Das Kanalnetz der Gemeinde Nüdlingen wird seit dem Kläranlagenbau 2002 kontinuierlich mit den erforderlichen Regenüberläufen für Starkregenereignisse ausgerüstet. Nach dem Bau des Regenüberlaufs Nr. 9 im Jahr 2015 im Riedweg fehlte jedoch noch eines der letzten Bausteine, der Regenüberlauf Nr. 7. Die Voraussetzungen dieses Überlaufs stellte das beauftragte Ingenieurbüro Hossfeld & Fischer, beratende Ingenieure Bad Kissingen, und die Gemeinde Nüdlingen vor große technische Herausforderungen, denn die Gemeinde besitzt im Einmündungsbereich Riedweg/Kissinger Straße kein Grundstück. Der Gemeinderat entschloss sich, trotzdem das Projekt Nr. 7 anzugehen, da dieses Bauwerk aufgrund der baulichen Entwicklung über die Jahre inzwischen für 26 Hektar Entwässerung der Bebauung zuständig ist.

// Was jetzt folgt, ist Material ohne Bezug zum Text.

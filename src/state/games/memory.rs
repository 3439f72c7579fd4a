//! Memory board: pairs of word and picture pieces, two flips per attempt.

use std::sync::Arc;

use rand::Rng;
use serde::Serialize;

use crate::state::{
    content::{Category, WordEntry},
    games::RoundError,
    sampling::{permute, sample},
};

/// Maximum number of pairs on one board.
pub const MAX_PAIRS: usize = 6;

/// Which representation of an entry a piece shows once face up.
#[derive(Debug, Clone, Copy, PartialEq, Eq, Serialize)]
#[serde(rename_all = "snake_case")]
pub enum Face {
    /// The entry's picture.
    Image,
    /// The entry's word.
    Word,
}

/// Visibility of a board piece.
#[derive(Debug, Clone, Copy, PartialEq, Eq, Serialize)]
#[serde(rename_all = "snake_case")]
pub enum PieceState {
    /// Face down.
    Hidden,
    /// Face up, waiting to be checked.
    Revealed,
    /// Paired and locked face up.
    Matched,
}

/// One piece of the memory board.
#[derive(Debug, Clone, PartialEq, Eq)]
pub struct MemoryPiece {
    /// Entry the piece represents; its id is the pairing key.
    pub entry: Arc<WordEntry>,
    /// Representation shown when face up.
    pub face: Face,
    /// Current visibility.
    pub state: PieceState,
}

impl MemoryPiece {
    /// Pairing key shared with the sibling piece.
    pub fn pairing_key(&self) -> &str {
        &self.entry.id
    }
}

/// Result of flipping a piece.
#[derive(Debug, Clone, Copy, PartialEq, Eq)]
pub enum FlipOutcome {
    /// The flip was not allowed (out of range, already face up, or a pair is pending).
    Ignored,
    /// First piece of a pair is face up.
    Revealed,
    /// Second piece is face up; the pair must now be resolved.
    PairReady,
}

/// Result of resolving the two face-up pieces.
#[derive(Debug, Clone, Copy, PartialEq, Eq)]
pub enum PairOutcome {
    /// The pieces match and stay face up.
    Matched {
        /// Whether every pair on the board is now matched.
        complete: bool,
    },
    /// The pieces differ and were turned face down again.
    Mismatched,
}

/// Board-wide memory round.
#[derive(Debug, Clone, PartialEq, Eq)]
pub struct MemoryRound {
    pieces: Vec<MemoryPiece>,
    revealed: Vec<usize>,
    matched_pairs: usize,
}

impl MemoryRound {
    /// Pick up to [`MAX_PAIRS`] entries and lay out an image piece and a word piece
    /// for each, in random order.
    pub fn generate<R: Rng + ?Sized>(category: &Category, rng: &mut R) -> Result<Self, RoundError> {
        if category.is_empty() {
            return Err(RoundError::EmptyCategory(category.key.clone()));
        }

        let chosen = sample(rng, &category.entries, MAX_PAIRS);
        let mut pieces: Vec<MemoryPiece> = chosen
            .into_iter()
            .flat_map(|entry| {
                [Face::Image, Face::Word].map(|face| MemoryPiece {
                    entry: entry.clone(),
                    face,
                    state: PieceState::Hidden,
                })
            })
            .collect();
        permute(rng, &mut pieces);

        Ok(Self {
            pieces,
            revealed: Vec::with_capacity(2),
            matched_pairs: 0,
        })
    }

    /// Board pieces in display order.
    pub fn pieces(&self) -> &[MemoryPiece] {
        &self.pieces
    }

    /// Number of pairs on the board.
    pub fn pair_count(&self) -> usize {
        self.pieces.len() / 2
    }

    /// Number of pairs matched so far.
    pub fn matched_pairs(&self) -> usize {
        self.matched_pairs
    }

    /// Whether two pieces are face up and waiting for [`MemoryRound::resolve`].
    pub fn pair_pending(&self) -> bool {
        self.revealed.len() == 2
    }

    /// Whether every pair is matched.
    pub fn is_complete(&self) -> bool {
        self.matched_pairs == self.pair_count()
    }

    /// Turn the piece at `index` face up.
    pub fn flip(&mut self, index: usize) -> FlipOutcome {
        if self.pair_pending() {
            return FlipOutcome::Ignored;
        }
        let Some(piece) = self.pieces.get_mut(index) else {
            return FlipOutcome::Ignored;
        };
        if piece.state != PieceState::Hidden {
            return FlipOutcome::Ignored;
        }

        piece.state = PieceState::Revealed;
        self.revealed.push(index);
        if self.pair_pending() {
            FlipOutcome::PairReady
        } else {
            FlipOutcome::Revealed
        }
    }

    /// Check the two face-up pieces. Returns `None` when no pair is pending.
    ///
    /// A match needs the same pairing key on two different faces.
    pub fn resolve(&mut self) -> Option<PairOutcome> {
        let [first, second] = self.revealed[..] else {
            return None;
        };
        self.revealed.clear();

        let matched = {
            let (a, b) = (&self.pieces[first], &self.pieces[second]);
            a.pairing_key() == b.pairing_key() && a.face != b.face
        };

        let state = if matched {
            PieceState::Matched
        } else {
            PieceState::Hidden
        };
        self.pieces[first].state = state;
        self.pieces[second].state = state;

        if matched {
            self.matched_pairs += 1;
            Some(PairOutcome::Matched {
                complete: self.is_complete(),
            })
        } else {
            Some(PairOutcome::Mismatched)
        }
    }
}

#[cfg(test)]
mod tests {
    use std::collections::HashMap;

    use rand::{SeedableRng, rngs::StdRng};

    use super::*;
    use crate::state::games::fixtures::{animals, category};

    fn sibling(round: &MemoryRound, index: usize) -> usize {
        let piece = &round.pieces()[index];
        round
            .pieces()
            .iter()
            .position(|other| other.pairing_key() == piece.pairing_key() && other.face != piece.face)
            .unwrap()
    }

    fn stranger(round: &MemoryRound, index: usize) -> usize {
        let key = round.pieces()[index].pairing_key().to_string();
        round
            .pieces()
            .iter()
            .position(|other| other.pairing_key() != key)
            .unwrap()
    }

    #[test]
    fn board_has_one_image_and_one_word_per_key() {
        let mut rng = StdRng::seed_from_u64(4);
        let round = MemoryRound::generate(&animals(), &mut rng).unwrap();
        assert_eq!(round.pieces().len(), 2 * MAX_PAIRS);

        let mut faces: HashMap<&str, Vec<Face>> = HashMap::new();
        for piece in round.pieces() {
            faces.entry(piece.pairing_key()).or_default().push(piece.face);
        }
        assert_eq!(faces.len(), MAX_PAIRS);
        for kinds in faces.values() {
            assert_eq!(kinds.len(), 2);
            assert!(kinds.contains(&Face::Image) && kinds.contains(&Face::Word));
        }
    }

    #[test]
    fn small_category_uses_every_entry() {
        let mut rng = StdRng::seed_from_u64(4);
        let small = category("c", &[("a1", "PERRO", "Pe-rro"), ("a2", "GATO", "Ga-to")]);
        let round = MemoryRound::generate(&small, &mut rng).unwrap();
        assert_eq!(round.pieces().len(), 4);
        assert_eq!(round.pair_count(), 2);
    }

    #[test]
    fn matching_pair_stays_face_up() {
        let mut rng = StdRng::seed_from_u64(8);
        let mut round = MemoryRound::generate(&animals(), &mut rng).unwrap();
        let other = sibling(&round, 0);

        assert_eq!(round.flip(0), FlipOutcome::Revealed);
        assert_eq!(round.flip(other), FlipOutcome::PairReady);
        assert_eq!(
            round.resolve(),
            Some(PairOutcome::Matched { complete: false })
        );
        assert_eq!(round.pieces()[0].state, PieceState::Matched);
        assert_eq!(round.flip(0), FlipOutcome::Ignored);
        assert_eq!(round.matched_pairs(), 1);
    }

    #[test]
    fn mismatched_pair_flips_back() {
        let mut rng = StdRng::seed_from_u64(8);
        let mut round = MemoryRound::generate(&animals(), &mut rng).unwrap();
        let other = stranger(&round, 0);

        round.flip(0);
        round.flip(other);
        assert_eq!(round.resolve(), Some(PairOutcome::Mismatched));
        assert_eq!(round.pieces()[0].state, PieceState::Hidden);
        assert_eq!(round.pieces()[other].state, PieceState::Hidden);
        assert_eq!(round.resolve(), None);
    }

    #[test]
    fn flips_are_blocked_while_pair_pending() {
        let mut rng = StdRng::seed_from_u64(2);
        let mut round = MemoryRound::generate(&animals(), &mut rng).unwrap();
        round.flip(0);
        assert_eq!(round.flip(0), FlipOutcome::Ignored);
        round.flip(1);
        assert!(round.pair_pending());
        assert_eq!(round.flip(2), FlipOutcome::Ignored);
        assert_eq!(round.flip(99), FlipOutcome::Ignored);
    }

    #[test]
    fn matching_every_pair_completes_board() {
        let mut rng = StdRng::seed_from_u64(13);
        let small = category(
            "c",
            &[
                ("a1", "PERRO", "Pe-rro"),
                ("a2", "GATO", "Ga-to"),
                ("a3", "LEÓN", "Le-ón"),
            ],
        );
        let mut round = MemoryRound::generate(&small, &mut rng).unwrap();
        let mut last = None;
        for index in 0..round.pieces().len() {
            if round.pieces()[index].state != PieceState::Hidden {
                continue;
            }
            let other = sibling(&round, index);
            round.flip(index);
            round.flip(other);
            last = round.resolve();
        }
        assert_eq!(last, Some(PairOutcome::Matched { complete: true }));
        assert!(round.is_complete());
    }
}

Als Standort des Überlaufs wurde die Grünfläche vor dem Blumenladen Bauer festgelegt. Die Kanäle des Riedwegs und der Ortsdurchfahrt Kissinger Straße sollten im Einmündungsbereich der Tankstelle zusammengefasst und mit einem Querschnitt von 1,4 Metern unter dem Riedbach hindurch in die Nr. 7 führen. Der Überlauf sollte dann rückwärts in den höher liegenden Riedbach geführt werden. 1,844 Millionen Euro lautete das Ergebnis der Ausschreibung im Mai 2019 für diese notwendige Baumaßnahme.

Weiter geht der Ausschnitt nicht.